Economists studying social cooperation - putting the needs of the many above the needs of the few or the one – devised a multicultural experiment to determine “whether that public spirit of rebuke and reward is an innate human value or a byproduct of the particular society,” reports The Wall Street Journal, and found that how one balances “private gain against public good” is very much a learned behavior:  

 

[E]conomists tested university students in 15 countries to see how people contribute to joint ventures and what happens to them when they don't. The European research team discovered startling differences in how groups around the world react when punishment is handed out for antisocial behavior. …

 

Among students in the U.S., Switzerland, China and the U.K., those identified as freeloaders [who did not pool their resources with the group, yet accepted an equal share of the pooled resources] most often took their punishment as a spur to contribute more generously.

 

But Turkey was amongst a group of five countries in which freeloaders not only didn’t take the hint, but retaliated against those who most generously contributed to the benefit of the entire group - including them:

 

“They didn't believe they did anything wrong,” said economist Herbert Gintis at New Mexico's Santa Fe Institute. And because the spiteful freeloaders had no way of knowing who had punished them, they often took out their ire on those who helped others most, suspecting they must be to blame.

 

Such a readiness to retaliate, researchers said, reflected relatively lower levels of trust, civic cooperation and the rule of law as measured by social scientists in the World Values Survey, which periodically assesses basic values and beliefs in more than 80 societies. In countries with democratic market economies, peer pressure goaded people to cooperate.

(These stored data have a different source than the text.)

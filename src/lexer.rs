use crate::ast::{Token, TokenKind};
use crate::error::LexError;
use crate::value::Number;

/// Splits filter text into [`Token`]s.
///
/// Offsets are byte offsets into the input. After the end of input the
/// lexer keeps returning [`TokenKind::Eof`].
pub struct Lexer<'a> {
    input: &'a str,
    position: usize,
}

impl<'a> Lexer<'a> {
    pub fn new(input: &'a str) -> Self {
        Lexer { input, position: 0 }
    }

    /// Current byte offset.
    pub fn position(&self) -> usize {
        self.position
    }

    fn current_char(&self) -> Option<char> {
        self.input[self.position..].chars().next()
    }

    fn peek_char(&self, offset: usize) -> Option<char> {
        self.input[self.position..].chars().nth(offset)
    }

    fn advance(&mut self) {
        if let Some(ch) = self.current_char() {
            self.position += ch.len_utf8();
        }
    }

    fn skip_whitespace(&mut self) {
        while let Some(ch) = self.current_char() {
            if ch.is_whitespace() {
                self.advance();
            } else {
                break;
            }
        }
    }

    fn consume_digits(&mut self) {
        while self.current_char().is_some_and(|c| c.is_ascii_digit()) {
            self.advance();
        }
    }

    fn read_identifier(&mut self) -> &'a str {
        let input = self.input;
        let start = self.position;
        while let Some(ch) = self.current_char() {
            if ch.is_ascii_alphanumeric() || ch == '_' {
                self.advance();
            } else {
                break;
            }
        }
        &input[start..self.position]
    }

    fn read_string(&mut self) -> Result<String, LexError> {
        let start = self.position;
        let mut result = String::new();
        self.advance(); // opening quote

        while let Some(ch) = self.current_char() {
            match ch {
                '"' => {
                    self.advance();
                    return Ok(result);
                }
                '\\' => {
                    let escape_start = self.position;
                    self.advance();
                    let unescaped = match self.current_char() {
                        Some('"') => '"',
                        Some('\\') => '\\',
                        Some('/') => '/',
                        Some('b') => '\u{8}',
                        Some('f') => '\u{c}',
                        Some('n') => '\n',
                        Some('r') => '\r',
                        Some('t') => '\t',
                        Some('u') => {
                            self.advance();
                            result.push(self.read_unicode_escape(escape_start)?);
                            continue;
                        }
                        Some(other) => {
                            return Err(LexError::InvalidEscape {
                                sequence: format!("\\{other}"),
                                offset: escape_start,
                            });
                        }
                        None => return Err(LexError::UnterminatedString { offset: start }),
                    };
                    result.push(unescaped);
                    self.advance();
                }
                _ => {
                    result.push(ch);
                    self.advance();
                }
            }
        }

        Err(LexError::UnterminatedString { offset: start })
    }

    /// Reads the hex digits after `\u`, joining a surrogate pair if one follows.
    fn read_unicode_escape(&mut self, escape_start: usize) -> Result<char, LexError> {
        let high = self.read_hex4(escape_start)?;

        let code = match high {
            0xD800..=0xDBFF => {
                if self.current_char() != Some('\\') || self.peek_char(1) != Some('u') {
                    return Err(self.invalid_escape(escape_start));
                }
                self.advance();
                self.advance();
                let low = self.read_hex4(escape_start)?;
                if !(0xDC00..=0xDFFF).contains(&low) {
                    return Err(self.invalid_escape(escape_start));
                }
                0x10000 + ((high - 0xD800) << 10) + (low - 0xDC00)
            }
            0xDC00..=0xDFFF => return Err(self.invalid_escape(escape_start)),
            code => code,
        };

        char::from_u32(code).ok_or_else(|| self.invalid_escape(escape_start))
    }

    fn read_hex4(&mut self, escape_start: usize) -> Result<u32, LexError> {
        let mut code = 0;
        for _ in 0..4 {
            match self.current_char().and_then(|c| c.to_digit(16)) {
                Some(digit) => {
                    code = code * 16 + digit;
                    self.advance();
                }
                None => {
                    // include the offending character in the reported sequence
                    self.advance();
                    return Err(self.invalid_escape(escape_start));
                }
            }
        }
        Ok(code)
    }

    fn invalid_escape(&self, escape_start: usize) -> LexError {
        LexError::InvalidEscape {
            sequence: self.input[escape_start..self.position].to_string(),
            offset: escape_start,
        }
    }

    fn read_number(&mut self) -> Result<TokenKind, LexError> {
        let start = self.position;

        if self.current_char() == Some('-') {
            self.advance();
        }
        self.consume_digits();

        if self.current_char() == Some('.') {
            self.advance();
            if !self.current_char().is_some_and(|c| c.is_ascii_digit()) {
                return Err(self.malformed_number(start));
            }
            self.consume_digits();
        }

        if matches!(self.current_char(), Some('e' | 'E')) {
            self.advance();
            if matches!(self.current_char(), Some('+' | '-')) {
                self.advance();
            }
            if !self.current_char().is_some_and(|c| c.is_ascii_digit()) {
                return Err(self.malformed_number(start));
            }
            self.consume_digits();
        }

        Number::parse(&self.input[start..self.position])
            .map(TokenKind::Number)
            .ok_or_else(|| self.malformed_number(start))
    }

    fn malformed_number(&self, start: usize) -> LexError {
        LexError::MalformedNumber {
            text: self.input[start..self.position].to_string(),
            offset: start,
        }
    }

    /// Consume `len` characters and produce a punctuation token.
    fn symbol(&mut self, kind: TokenKind, len: usize) -> TokenKind {
        for _ in 0..len {
            self.advance();
        }
        kind
    }

    pub fn next_token(&mut self) -> Result<Token, LexError> {
        self.skip_whitespace();
        let start = self.position;

        let kind = match self.current_char() {
            None => return Ok(Token::eof(start)),

            // Two-character operators are checked before their one-character prefixes.
            Some('!') if self.peek_char(1) == Some('=') => self.symbol(TokenKind::NotEq, 2),
            Some('!') => self.symbol(TokenKind::Exclamation, 1),
            Some('>') if self.peek_char(1) == Some('=') => self.symbol(TokenKind::GtEq, 2),
            Some('>') => self.symbol(TokenKind::Gt, 1),
            Some('<') if self.peek_char(1) == Some('=') => self.symbol(TokenKind::LtEq, 2),
            Some('<') => self.symbol(TokenKind::Lt, 1),
            Some('~') if self.peek_char(1) == Some('*') => self.symbol(TokenKind::TildeStar, 2),
            Some('~') => self.symbol(TokenKind::Tilde, 1),

            Some('|') => self.symbol(TokenKind::Pipe, 1),
            Some('&') => self.symbol(TokenKind::Ampersand, 1),
            Some('=') => self.symbol(TokenKind::Eq, 1),
            Some('#') => self.symbol(TokenKind::Hash, 1),
            Some('@') => self.symbol(TokenKind::At, 1),
            Some('(') => self.symbol(TokenKind::LParen, 1),
            Some(')') => self.symbol(TokenKind::RParen, 1),
            Some('{') => self.symbol(TokenKind::LBrace, 1),
            Some('}') => self.symbol(TokenKind::RBrace, 1),
            Some('[') => self.symbol(TokenKind::LBracket, 1),
            Some(']') => self.symbol(TokenKind::RBracket, 1),
            Some(',') => self.symbol(TokenKind::Comma, 1),
            Some(':') => self.symbol(TokenKind::Colon, 1),

            Some('"') => TokenKind::String(self.read_string()?),

            Some('-') if self.peek_char(1).is_some_and(|c| c.is_ascii_digit()) => {
                self.read_number()?
            }
            Some(ch) if ch.is_ascii_digit() => self.read_number()?,

            Some(ch) if ch.is_ascii_alphabetic() || ch == '_' => match self.read_identifier() {
                "true" => TokenKind::Boolean(true),
                "false" => TokenKind::Boolean(false),
                "null" => TokenKind::Null,
                ident => TokenKind::Identifier(ident.to_string()),
            },

            Some(ch) => {
                return Err(LexError::UnexpectedCharacter {
                    character: ch,
                    offset: start,
                });
            }
        };

        let token = Token::new(kind, &self.input[start..self.position], start);
        tracing::trace!(offset = token.offset, text = %token.text, "token");
        Ok(token)
    }

    /// Lex the whole input. The last token is always [`TokenKind::Eof`].
    pub fn tokenize(mut self) -> Result<Vec<Token>, LexError> {
        let mut tokens = Vec::new();
        loop {
            let token = self.next_token()?;
            let done = token.is_eof();
            tokens.push(token);
            if done {
                return Ok(tokens);
            }
        }
    }
}

#[test]
fn test_keywords() {
    let mut lexer = Lexer::new("true false null nullable");
    assert_eq!(lexer.next_token().unwrap().kind, TokenKind::Boolean(true));
    assert_eq!(lexer.next_token().unwrap().kind, TokenKind::Boolean(false));
    assert_eq!(lexer.next_token().unwrap().kind, TokenKind::Null);
    assert_eq!(
        lexer.next_token().unwrap().kind,
        TokenKind::Identifier("nullable".to_string())
    );
}

#[test]
fn test_comparison_offsets() {
    let mut lexer = Lexer::new("age >= 18");
    let field = lexer.next_token().unwrap();
    let op = lexer.next_token().unwrap();
    let value = lexer.next_token().unwrap();
    assert_eq!((field.offset, op.offset, value.offset), (0, 4, 7));
    assert_eq!(op.text, ">=");
    assert_eq!(lexer.next_token().unwrap(), Token::eof(9));
    assert_eq!(lexer.next_token().unwrap(), Token::eof(9));
}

Among authoritarian societies or those dominated more by ties of kinship, freeloaders instead lashed out at those who censured them, the researchers found.

 

The Stiletto can’t say how accurately the findings reflect the cultures and mores of the other four countries, but the very essence of “Turkishness” is captured to a T. More than 90 years after the fact, Turkey’s government still refuses to acknowledge that its Ottoman forebears did anything wrong during “the events of 1915” when they very nearly exterminated the entire Armenian population, and spitefully retaliates against anyone suggesting otherwise by pursuing criminal charges against them (second item).

 

Editorial Note: the Wall Street Journal - which under former managing editors Paul E. Steiger and Marcus Brauchli relentlessly pushed the fiction that Turkey is democratic, pluralistic and secular – published the first honest assessment of the country and its authoritarian Islamist government in The Stiletto's memory. One paragraph that jumped out:

 

Rather than bridge the gap between Islam and the West, [Prime Minister Recep Tayyip Erdogan] has widened it by encouraging the most virulent anti-American and anti-Semitic conspiracy theories. According to the Pew Global Attitudes survey, Turkey is now the world's most anti-American country [emphasis, The Stiletto].

 

This, even after President Bush screwed Americans of Armenian descent, pulling out all stops to browbeat Congress into abandoning a vote on HR/SR 106, the symbolic resolution acknowledging the Armenian Genocide as historical fact - despite having pledged to the Armenian community that he would champion such a resolution as he trolled for their votes and campaign contributions in 2000 and 2004.